Before we even begin this blog the key point to understand is eating more often is not the same as eating more. Now we’ve got that out of the way, what am I talking about?
When many people decide to try to lose weight they immediately fall in to the mindset of skipping meals. “Well I’ll just skip breakfast, or I’ll only have an apple for lunch”.
Technically speaking skipping meals (therefore reducing calories) will lead to weight loss, however it is extremely hard to keep this up for an extended period of time.
If you skip breakfast you’re more likely to simply eat more at lunch or dinner. If you manage to skip meals for a week, exhaustion will set in, cravings will become unbearable, and you’re highly likely to start gorging on pizza and cake, reversing all the hard work.

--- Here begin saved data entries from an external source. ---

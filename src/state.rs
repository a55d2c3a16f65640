use crate::{
    config::RuntimeConfiguration,
    error::{GetDatabaseConnectionSnafu, MigrateSnafu, OpenDatabaseSnafu, RosterResult},
};
use snafu::ResultExt;
use sqlx::{Pool, Postgres, Transaction, pool::PoolConnection, postgres::PgPoolOptions};

#[derive(Clone, Debug)]
pub struct RosterState {
    pool: Pool<Postgres>,
}

impl RosterState {
    pub async fn new(config: &RuntimeConfiguration) -> RosterResult<Self> {
        let db_config = config.db_config();
        let pool = PgPoolOptions::new()
            .max_connections(db_config.max_connections())
            .connect(&db_config.get_db_path())
            .await
            .context(OpenDatabaseSnafu)?;

        sqlx::migrate!().run(&pool).await.context(MigrateSnafu)?;
        debug!("Schema up to date");

        Ok(Self { pool })
    }

    pub const fn pool(&self) -> &Pool<Postgres> {
        &self.pool
    }

    pub async fn get_connection(&self) -> RosterResult<PoolConnection<Postgres>> {
        self.pool
            .acquire()
            .await
            .context(GetDatabaseConnectionSnafu)
    }

    pub async fn get_transaction(&self) -> RosterResult<Transaction<'static, Postgres>> {
        self.pool.begin().await.context(GetDatabaseConnectionSnafu)
    }

    pub async fn sensible_shutdown(&self) {
        self.pool.close().await;
        info!("Database pool closed");
    }
}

Our bodies are used to having about 3 meals a day, because most of us have always followed this routine. Likewise your body is used to the amount of food you consume because your eating habits have probably been the same for years. Immediately altering this regime is both physically and psychologically stressful. Skipping meals in particular, and walking around with an empty stomach is a sure fire way for your brain to start screaming foooooood!
So how do you reduce food consumption effectively?
Instead of being in the mindset of going hours without food, battling the cravings and then eating a big meal, today’s experts say you should eat smaller portions but more often.
So let’s say you eat about 3,000 calories a day at your current weight. Maybe you’ve cut that down to 2,500 by skipping breakfast or lunch. However by time dinner rolls around you add a few extra potatoes and slices of meat because you’re hungry and end up back at 3,000 or even higher.
It’s a painful psychological game.
However, what if you didn’t skip breakfast and ate bacon and eggs at about 500 calories. Then at lunch you have another 500 calories. (You’re definitely not craving at this point). Then at dinner you don’t have a big meal, but a small portion and maybe even desert, totalling another 500 calories. Then before bed you top it off with some healthy snacks staying under 500 calories.
Well there you go, you consumed 2,500 calories or less and had 5 meals. Because they were spaced out evenly throughout the day you didn’t have time to feel an empty growly stomach or for the cravings to set in.
Eating more often is not just about keeping cravings at bay either. It’s also a great way to keep your metabolism active. If you skip breakfast your metabolism is essentially still asleep. By time lunch rolls around you’re only just kicking it in to gear, making digestion and lots of other internal processes less efficient.
This combined internal activity itself burns on average 75 calories a day when active throughout. So by skipping breakfast you’re actually burning less calories each day. Losing weight is tough, don’t throw away the freebies!